## WORK ITEM
Hunt through the lines below for the string "Every" and copy each one that has it.

## EXERCISE MATERIAL
<<<<

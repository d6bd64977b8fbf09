use crate::serde::Datum;
use anyhow::{anyhow, Result};
use std::collections::HashSet;

/// Lazily produces a nested [`Shape`].
///
/// Nested shapes are produced on demand so that a record type may contain itself
/// (through `Option<Box<Self>>` or `Vec<Self>`) without the shape being infinite.
pub type ShapeFn = fn() -> Shape;

/// [`Shape`] is the type metadata of a [`crate::types::Serializable`] type:
/// its member names, member types, and nesting.
///
/// For example, a type
///
/// ```text
/// struct Point {
///     x: i64,
///     y: i64,
///     label: Option<String>,
/// }
/// ```
///
/// is described as
///
/// ```text
/// Shape::Record(
///     RecordShape::new("Point")
///         .field::<i64>("X")
///         .field::<i64>("Y")
///         .field::<Option<String>>("Label")
/// )
/// ```
#[derive(Clone, Debug)]
pub enum Shape {
    Bool,
    I64,
    F64,
    Bytes,
    Str,
    Optional(ShapeFn),
    Seq(ShapeFn),
    Record(RecordShape),
}

#[derive(Clone, Debug)]
pub struct RecordShape {
    pub name: &'static str,
    pub fields: Vec<FieldShape>,
}

#[derive(Clone, Debug)]
pub struct FieldShape {
    pub name: &'static str,
    pub shape: ShapeFn,
}

impl RecordShape {
    pub fn new(name: &'static str) -> Self {
        Self {
            name,
            fields: vec![],
        }
    }

    pub fn field<T: crate::types::Shaped>(mut self, name: &'static str) -> Self {
        self.fields.push(FieldShape {
            name,
            shape: T::shape,
        });
        self
    }
}

impl Shape {
    /// The element name under which a value of this shape is written,
    /// when it is not written as a named record member.
    pub fn element_name(&self) -> String {
        match self {
            Shape::Bool => String::from("bool"),
            Shape::I64 => String::from("i64"),
            Shape::F64 => String::from("f64"),
            Shape::Bytes => String::from("bytes"),
            Shape::Str => String::from("str"),
            Shape::Optional(inner) => inner().element_name(),
            Shape::Seq(item) => format!("seq_{}", item().element_name()),
            Shape::Record(rec) => String::from(rec.name),
        }
    }

    /// Whether the root of `dat` is of the kind this shape describes.
    ///
    /// Only the root is inspected. A root that is admitted may still fail
    /// to convert, if its members do not match.
    pub fn admits_root(&self, dat: &Datum) -> bool {
        match (self, dat) {
            (Shape::Optional(_), Datum::Null) => true,
            (Shape::Optional(inner), dat) => inner().admits_root(dat),
            (Shape::Bool, Datum::Bool(_))
            | (Shape::I64, Datum::I64(_))
            | (Shape::F64, Datum::F64(_))
            | (Shape::Bytes, Datum::Bytes(_))
            | (Shape::Str, Datum::Str(_))
            | (Shape::Seq(_), Datum::Seq(_)) => true,
            (Shape::Record(rec_shape), Datum::Record(rec)) => rec_shape.name == rec.name,
            _ => false,
        }
    }

    /// Rejects shapes whose values could not be reconstructed unambiguously:
    /// an optional directly inside an optional, and records with repeated member names.
    ///
    /// Each record type is visited once, so self-containing record types terminate.
    /// Distinct record types that share a name are each visited.
    pub fn validate(&self) -> Result<()> {
        let mut visited = HashSet::new();
        self.validate_(&mut visited)
    }

    fn validate_(&self, visited: &mut HashSet<RecordKey>) -> Result<()> {
        match self {
            Shape::Bool | Shape::I64 | Shape::F64 | Shape::Bytes | Shape::Str => Ok(()),
            Shape::Optional(inner) => {
                let inner = inner();
                if let Shape::Optional(_) = inner {
                    return Err(anyhow!(
                        "An optional of an optional is not representable."
                    ));
                }
                inner.validate_(visited)
            }
            Shape::Seq(item) => item().validate_(visited),
            Shape::Record(rec) => {
                if !visited.insert(RecordKey::of(rec)) {
                    return Ok(());
                }
                let mut names = HashSet::new();
                for field in rec.fields.iter() {
                    if !names.insert(field.name) {
                        return Err(anyhow!(
                            "Record {} declares member {} more than once.",
                            rec.name,
                            field.name
                        ));
                    }
                    (field.shape)().validate_(visited)?;
                }
                Ok(())
            }
        }
    }
}

/// Identifies a record type by its name and its members' names and shape constructors.
#[derive(PartialEq, Eq, Hash)]
struct RecordKey {
    name: &'static str,
    fields: Vec<(&'static str, usize)>,
}

impl RecordKey {
    fn of(rec: &RecordShape) -> Self {
        Self {
            name: rec.name,
            fields: rec
                .fields
                .iter()
                .map(|field| (field.name, field.shape as usize))
                .collect(),
        }
    }
}
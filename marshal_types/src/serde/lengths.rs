use anyhow::Result;
use derive_more::Deref;
use std::io::{self, Read};
use std::mem;

#[derive(Deref, Clone, Copy)]
pub struct DatumBodyLen(u32);
impl DatumBodyLen {
    pub fn new_manual(len: u32) -> Self {
        Self(len)
    }
    pub fn from_dynalen_body(buf: &[u8]) -> Result<Self> {
        let int = u32::try_from(buf.len())?;
        Ok(Self(int))
    }
    pub fn deser(r: &mut impl Read) -> Result<(usize, Self), io::Error> {
        let (r_len, int) = deser_u32(r)?;
        Ok((r_len, Self(int)))
    }
}

#[derive(Deref, Clone, Copy)]
pub struct MembersCount(u32);
impl MembersCount {
    pub fn from_len(len: usize) -> Result<Self> {
        let membs_ct = u32::try_from(len)?;
        Ok(Self(membs_ct))
    }
    pub fn deser(r: &mut impl Read) -> Result<(usize, Self), io::Error> {
        let (r_len, int) = deser_u32(r)?;
        Ok((r_len, Self(int)))
    }
}

fn deser_u32(r: &mut impl Read) -> Result<(usize, u32), io::Error> {
    let mut buf = [0u8; mem::size_of::<u32>()];
    r.read_exact(&mut buf)?;
    Ok((buf.len(), u32::from_le_bytes(buf)))
}
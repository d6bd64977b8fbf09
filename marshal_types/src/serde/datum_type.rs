use crate::serde::Datum;
use anyhow::{anyhow, Result};
use derive_more::{Deref, From};
use num_derive::FromPrimitive;
use num_traits::FromPrimitive;
use std::any;
use std::io::{self, Read};
use std::mem;

#[derive(From, Deref, Clone, Copy)]
pub struct DatumTypeInt(u8);
impl From<DatumType> for DatumTypeInt {
    fn from(dat_type: DatumType) -> Self {
        Self(dat_type as u8)
    }
}
impl DatumTypeInt {
    pub fn deser(r: &mut impl Read) -> Result<(usize, Self), io::Error> {
        let mut buf = [0u8; mem::size_of::<u8>()];
        r.read_exact(&mut buf)?;
        let int = u8::from_le_bytes(buf);
        Ok((buf.len(), Self(int)))
    }
}

/// The wire tag of each [`Datum`] kind.
///
/// Numbered explicitly; neither declaration order nor [`std::mem::discriminant()`] is stable enough
/// to be written out.
#[repr(u8)]
#[derive(PartialEq, Eq, PartialOrd, Ord, Hash, Clone, Copy, FromPrimitive, Debug)]
pub enum DatumType {
    Null = 0,
    Bool = 1,
    I64 = 2,
    F64 = 3,
    Bytes = 4,
    Str = 5,
    Seq = 6,
    Record = 7,
}
impl TryFrom<DatumTypeInt> for DatumType {
    type Error = anyhow::Error;
    fn try_from(int: DatumTypeInt) -> Result<Self> {
        DatumType::from_u8(int.0).ok_or(anyhow!(
            "Unknown {} {}",
            any::type_name::<DatumTypeInt>(),
            int.0
        ))
    }
}
impl From<&Datum> for DatumType {
    fn from(dat: &Datum) -> Self {
        match dat {
            Datum::Null => DatumType::Null,
            Datum::Bool(_) => DatumType::Bool,
            Datum::I64(_) => DatumType::I64,
            Datum::F64(_) => DatumType::F64,
            Datum::Bytes(_) => DatumType::Bytes,
            Datum::Str(_) => DatumType::Str,
            Datum::Seq(_) => DatumType::Seq,
            Datum::Record(_) => DatumType::Record,
        }
    }
}
use crate::serde::Datum;
use crate::types::Shape;
use anyhow::Result;

/// Conversion of a typed value into its [`Datum`] form.
pub trait Ser {
    fn to_datum(&self) -> Result<Datum>;
}

/// Reconstruction of a typed value from its [`Datum`] form.
pub trait Deser: Sized {
    fn from_datum(dat: Datum) -> Result<Self>;
}

/// Type metadata, known at compile time.
pub trait Shaped {
    fn shape() -> Shape;
}

/* trait Serializable */
pub trait Serializable: Shaped + Ser + Deser {}
impl<T> Serializable for T where T: Shaped + Ser + Deser {}
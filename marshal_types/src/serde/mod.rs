//! # Binary datum format
//!
//! Every typed value is converted into a [`Datum`] tree before it is written.
//! A written `Datum` is self-describing: its first byte is a [`DatumType`] tag.
//! Tags are never reused; a retired kind keeps its number.
//!
//! `Null`, `Bool`, `I64` and `F64` have bodies of known size, so no length is written.
//! Every other kind writes `datum_body_len` right after the tag. Containers carry it too,
//! and a reader rejects a container whose members do not fill exactly that many bytes.
//!
//! Integers, floats and lengths are little-endian. Names are UTF-8.
//!
//! ```text
//! struct Datum::Null {
//!     datum_type:     u8,
//! }
//!
//! struct Datum::Bool {
//!     datum_type:     u8,
//!     datum_body:     u8,     // 0 or 1
//! }
//!
//! struct Datum::I64 or Datum::F64 {
//!     datum_type:     u8,
//!     datum_body:     [u8; 8],
//! }
//!
//! struct Datum::Bytes or Datum::Str {
//!     datum_type:         u8,
//!     datum_body_len:     u32,
//!     datum_body:         [u8; datum_body_len],
//! }
//!
//! struct Datum::Seq {
//!     datum_type:         u8,
//!     datum_body_len:     u32,
//!     datum_body:         {
//!         members_count:      u32,
//!         member_0:           Datum::*,
//!         member_1:           Datum::*,
//!         ...
//!     }
//! }
//!
//! struct Datum::Record {
//!     datum_type:         u8,
//!     datum_body_len:     u32,
//!     datum_body:         {
//!         name_len:           u32,
//!         name:               [u8; name_len],
//!         members_count:      u32,
//!         member_0:           {
//!             field_name_len:     u32,
//!             field_name:         [u8; field_name_len],
//!             field_value:        Datum::*,
//!         },
//!         ...
//!     }
//! }
//! ```

mod datum;
mod datum_type;
mod lengths;

pub use datum::*;
pub use datum_type::*;
use lengths::*;

/// Nesting depth beyond which a `Datum` is neither written nor read.
pub const DEFAULT_MAX_DEPTH: usize = 64;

>>>>

## RESULT
//! Every typed value is converted into a [`Datum`] tree before it is written.
//! Every other kind writes `datum_body_len` right after the tag. Containers carry it too,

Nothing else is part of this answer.